November 3 Webinar: Ill Housed, Then & Now

11/3/2022

ILL-HOUSED: THEN AND NOW
Thursday, November 3, 2022, 8:00 p.m. ET/5:00 p.m. PT

Join the Living New Deal’s NYC Chapter on Thursday, November 3rd at 8pm EST for a virtual roundtable discussion on New Deal housing programs and policies and their implications for today’s housing challenges.
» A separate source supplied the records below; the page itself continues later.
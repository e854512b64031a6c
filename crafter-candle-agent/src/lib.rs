//! Value-based agents implemented with [candle](https://crates.io/crates/candle-core).
//!
//! * [`dqn::Dqn`]: scalar TD learner with Double DQN targets, a dueling head
//!   and optional Munchausen regularization.
//! * [`qrdqn::QrDqn`]: quantile regression learner with a dueling quantile head.
//!
//! Both implement [`crafter_core::Agent`] on top of the same replay buffer,
//! n-step processor, [`explorer::DqnExplorer`] and [`model::QNetwork`].
pub mod checkpoint;
pub mod dqn;
pub mod explorer;
pub mod model;
pub mod net;
pub mod opt;
pub mod qrdqn;
mod tensor_batch;
pub mod util;
use serde::{Deserialize, Serialize};

#[derive(Clone, Debug, Copy, Deserialize, Serialize, PartialEq, Eq)]
/// Device for using candle.
///
/// This enum is added because [`candle_core::Device`] does not support serialization.
pub enum Device {
    /// The main CPU device.
    Cpu,

    /// A CUDA device with the given ordinal.
    Cuda(usize),

    /// A Metal device with the given ordinal.
    Metal(usize),
}

impl From<&candle_core::Device> for Device {
    fn from(device: &candle_core::Device) -> Self {
        match device.location() {
            candle_core::DeviceLocation::Cpu => Self::Cpu,
            candle_core::DeviceLocation::Cuda { gpu_id } => Self::Cuda(gpu_id),
            candle_core::DeviceLocation::Metal { gpu_id } => Self::Metal(gpu_id),
        }
    }
}

impl TryFrom<Device> for candle_core::Device {
    type Error = candle_core::Error;

    fn try_from(device: Device) -> Result<Self, Self::Error> {
        match device {
            Device::Cpu => Ok(candle_core::Device::Cpu),
            Device::Cuda(n) => candle_core::Device::new_cuda(n),
            Device::Metal(n) => candle_core::Device::new_metal(n),
        }
    }
}

#[cfg(test)]
mod tests {
    use super::Device;

    #[test]
    fn test_cpu_round_trip() {
        let device = candle_core::Device::try_from(Device::Cpu).unwrap();
        assert_eq!(Device::from(&device), Device::Cpu);
        assert_eq!(serde_yaml::from_str::<Device>("Cpu").unwrap(), Device::Cpu);
    }
}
In his 1944 speech affirming a Second Bill of Rights, President Franklin D. Roosevelt named housing as a basic human right, and the New Dealers grounded their commitment to public housing in that fundamental idea. What can we learn from their efforts? What policy goals and grassroots advocacy will be needed to realize that right today? And which are already underway?
 
Linking history with the present moment, the roundtable will go beyond abstraction and dive into a wide range of topics, including shortages, affordability, evictions, and homelessness – giving “teeth” to the principle of decent shelter for all as a fundamental and universal human right.

Moderator:

Adam Roberts is a policy and advocacy expert who currently serves as Director of Policy for the American Institute of Architects (AIA) New York, the trade association representing New York City’s architects. Adam previously worked as a political aide for the New York City Council, as a fundraiser for nonprofits and political candidates, and as a documentary producer for PBS. Adam’s bachelor’s and master’s degrees are from Johns Hopkins and Columbia Universities, respectively, both in political science. Adam is also active in New York politics, where he previously served as District Leader and State Committee Member, and recently ran for the New York State Legislature.

Panelists:

Gail Radford is Professor of History Emerita at the State University of New York at Buffalo. She received her Ph.D. from Columbia University and has been awarded fellowships from the National Endowment for the Humanities, the American Council of Learned Societies, and the Woodrow Wilson International Center for Scholars. She has published two books: Modern Housing for America: Policy Struggles in the New Deal Era; and The Rise of the Public Authority: Statebuilding and Economic Development in Twentieth-Century America.
           
Rob Robinson is a formerly homeless community organizer and activist based in New York City who also works with social movements around the world. Rob is the U.S-Canada Coordinator of the International Alliance of Inhabitants, composed of 12,000 members worldwide who support a Zero Evictions Platform. He is a regular guest lecturer at the City University of New York’s Graduate Center and an adjunct professor of urbanism in the Design and Urban Ecology program at Parsons at The New School.
 
Samuel Stein is a housing policy analyst at the Community Service Society. Prior to joining CSS, he worked for such housing and labor organizations as Tenants & Neighbors and the Service Employees International Union Local 32BJ. Trained as a geographer and an urban planner, he is the author of the book Capital City: Gentrification and the Real Estate State
 
Mason Williams is an assistant professor of leadership studies and political science at Williams College and the author of City of Ambition: FDR, La Guardia, and the Making of Modern New York, a New York Times Book Review editor’s choice. He is currently finishing a new book titled In Search of a Democratic City: Race, Inequality, and the Remaking of New York, a political history of rent regulation, school reform, and street policing in New York since the 1970s.